• PROBLEM DETAILS:
Filter the records below, keeping only lines with the string "params".

####

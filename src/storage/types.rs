use async_trait::async_trait;
use thiserror::Error;

// ============================================================================
// Error Types
// ============================================================================

/// Database-specific errors with user-friendly messages
#[derive(Debug, Error)]
pub enum DatabaseError {
    /// Another ainews process holds the state database
    #[error("Another instance of ainews appears to be running. Please close it and try again.")]
    InstanceLocked,

    /// Migration failed
    #[error("Database migration failed: {0}")]
    Migration(String),

    /// Generic database error
    #[error("Database error: {0}")]
    Other(#[from] sqlx::Error),
}

impl DatabaseError {
    /// Classify a sqlx error, mapping SQLite lock conditions to `InstanceLocked`.
    pub(crate) fn from_sqlx(err: sqlx::Error) -> Self {
        if is_lock_message(&err.to_string()) {
            return DatabaseError::InstanceLocked;
        }
        DatabaseError::Other(err)
    }
}

/// SQLITE_BUSY, SQLITE_LOCKED and SQLITE_CANTOPEN all surface through these messages.
pub(crate) fn is_lock_message(message: &str) -> bool {
    let message = message.to_lowercase();
    message.contains("database is locked")
        || message.contains("database table is locked")
        || message.contains("sqlite_busy")
        || message.contains("sqlite_locked")
        || message.contains("unable to open database file")
}

// ============================================================================
// Storage Seam
// ============================================================================

/// Durable key/value storage for client state.
///
/// The session store writes one named entry through this trait. Production
/// uses the SQLite [`Database`](super::Database); tests and `--ephemeral`
/// runs use [`MemoryStorage`](super::MemoryStorage).
#[async_trait]
pub trait StateStorage: Send + Sync {
    /// Read an entry. `Ok(None)` when the key was never written or was removed.
    async fn load(&self, key: &str) -> anyhow::Result<Option<String>>;

    /// Write an entry, replacing any previous value.
    async fn save(&self, key: &str, value: &str) -> anyhow::Result<()>;

    /// Delete an entry. Removing a missing key is not an error.
    async fn remove(&self, key: &str) -> anyhow::Result<()>;
}
use thiserror::Error;

use super::controller::{Ticket, ViewController, ViewState};
use super::pagination::Pagination;
use crate::api::{ApiClient, ApiError, ArticleListResponse, ArticleQuery};
use crate::session::Filters;

#[derive(Debug, Clone, PartialEq, Eq, Error)]
pub enum PageError {
    #[error("Page {requested} is out of range (1-{total_pages})")]
    OutOfRange { requested: u32, total_pages: u32 },

    #[error("No listing has been loaded yet")]
    NothingLoaded,
}

/// Paged, filtered article listing.
///
/// A filter change always restarts at page 1. Page navigation reuses the
/// last query and only offers pages the backend reported.
#[derive(Debug)]
pub struct ArticlesPage {
    controller: ViewController<ArticleQuery, ArticleListResponse>,
    page_size: u32,
    pagination: Option<Pagination>,
}

impl ArticlesPage {
    pub fn new(page_size: u32) -> Self {
        Self {
            controller: ViewController::new(),
            page_size: page_size.max(1),
            pagination: None,
        }
    }

    pub fn state(&self) -> &ViewState<ArticleListResponse> {
        self.controller.state()
    }

    /// Position from the last successful response. Survives a failed page
    /// request so the pager can still be drawn.
    pub fn pagination(&self) -> Option<Pagination> {
        self.pagination
    }

    pub fn query(&self) -> Option<&ArticleQuery> {
        self.controller.params()
    }

    /// Start over at page 1 with `filters`.
    pub fn begin_filtered(&mut self, filters: &Filters) -> Ticket<ArticleQuery> {
        self.pagination = None;
        self.controller
            .begin(ArticleQuery::from_filters(filters, 1, self.page_size))
    }

    /// Request `page` of the current query.
    pub fn go_to(&mut self, page: u32) -> Result<Ticket<ArticleQuery>, PageError> {
        let pagination = self.pagination.ok_or(PageError::NothingLoaded)?;
        if !pagination.contains(page) {
            return Err(PageError::OutOfRange {
                requested: page,
                total_pages: pagination.total_pages(),
            });
        }
        let query = self
            .controller
            .params()
            .ok_or(PageError::NothingLoaded)?
            .with_page(page);
        Ok(self.controller.begin(query))
    }

    pub fn next_page(&mut self) -> Result<Ticket<ArticleQuery>, PageError> {
        let current = self.pagination.ok_or(PageError::NothingLoaded)?;
        self.go_to(current.page.saturating_add(1))
    }

    pub fn prev_page(&mut self) -> Result<Ticket<ArticleQuery>, PageError> {
        let current = self.pagination.ok_or(PageError::NothingLoaded)?;
        self.go_to(current.page.saturating_sub(1))
    }

    pub fn retry(&mut self) -> Option<Ticket<ArticleQuery>> {
        self.controller.retry()
    }

    pub fn resolve(
        &mut self,
        generation: u64,
        result: Result<ArticleListResponse, ApiError>,
    ) -> bool {
        let position = result.as_ref().ok().map(|resp| Pagination {
            page: resp.page,
            page_size: if resp.page_size == 0 {
                self.page_size
            } else {
                resp.page_size
            },
            total: resp.total,
        });
        let applied = self.controller.resolve(generation, result);
        if applied {
            if let Some(position) = position {
                self.pagination = Some(position);
            }
        }
        applied
    }

    /// Fetch for a ticket. Kept separate from `resolve` so the call can run on
    /// a spawned task.
    pub async fn fetch(
        client: &ApiClient,
        ticket: &Ticket<ArticleQuery>,
    ) -> Result<ArticleListResponse, ApiError> {
        client.articles().list(&ticket.params).await
    }

    /// Load page 1 for `filters` in place.
    pub async fn load(
        &mut self,
        client: &ApiClient,
        filters: &Filters,
    ) -> &ViewState<ArticleListResponse> {
        let ticket = self.begin_filtered(filters);
        let result = Self::fetch(client, &ticket).await;
        self.resolve(ticket.generation, result);
        self.state()
    }

    /// Load `page` of the current query in place.
    pub async fn load_page(
        &mut self,
        client: &ApiClient,
        page: u32,
    ) -> Result<&ViewState<ArticleListResponse>, PageError> {
        let ticket = self.go_to(page)?;
        let result = Self::fetch(client, &ticket).await;
        self.resolve(ticket.generation, result);
        Ok(self.state())
    }
}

####

• RESPONSE:
        self.controller.params()
            .params()
        client.articles().list(&ticket.params).await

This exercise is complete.